#### WORK TO COMPLETE
If a line of the material holds the string "analysis", it counts; report the number of such lines alone.

[[ STUDY MATERIAL, beginning ]]

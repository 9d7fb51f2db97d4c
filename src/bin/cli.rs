//! Implied Move CLI
//!
//! Prompts for a ticker, then prints call/put implied volatility, the current
//! price and the expected move to the nearest expiration.
//!
//! Logs go to stderr; set RUST_LOG=info (or debug) to see them.

use std::io::{self, BufRead, Write};
use std::process::ExitCode;

use implied_move::prelude::*;
use tracing_subscriber::EnvFilter;

fn main() -> ExitCode {
    let filter = EnvFilter::try_from_default_env().unwrap_or_else(|_| EnvFilter::new("warn"));
    tracing_subscriber::fmt()
        .with_env_filter(filter)
        .with_writer(io::stderr)
        .init();

    match run() {
        Ok(()) => ExitCode::SUCCESS,
        Err(e) => {
            tracing::error!(error = %e, "run failed");
            eprintln!("Error: {e}");
            ExitCode::FAILURE
        }
    }
}

fn run() -> MoveResult<()> {
    let symbol = prompt_symbol()?;

    let yahoo = YahooClient::new()?;
    let now = chrono::Local::now().naive_local();
    let analysis = analyze(&yahoo, &symbol, &ImpliedVolSolver::default(), now)?;

    for line in analysis.report_lines() {
        println!("{line}");
    }
    Ok(())
}

fn prompt_symbol() -> MoveResult<String> {
    let mut stdout = io::stdout();
    write!(stdout, "Stock symbol:")?;
    stdout.flush()?;

    let mut line = String::new();
    io::stdin().lock().read_line(&mut line)?;

    let symbol = line.trim().to_string();
    if symbol.is_empty() {
        return Err(MoveError::invalid_input("no stock symbol entered"));
    }
    Ok(symbol)
}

[[ STUDY MATERIAL, end ]]

#### PROBLEM SOLUTION
2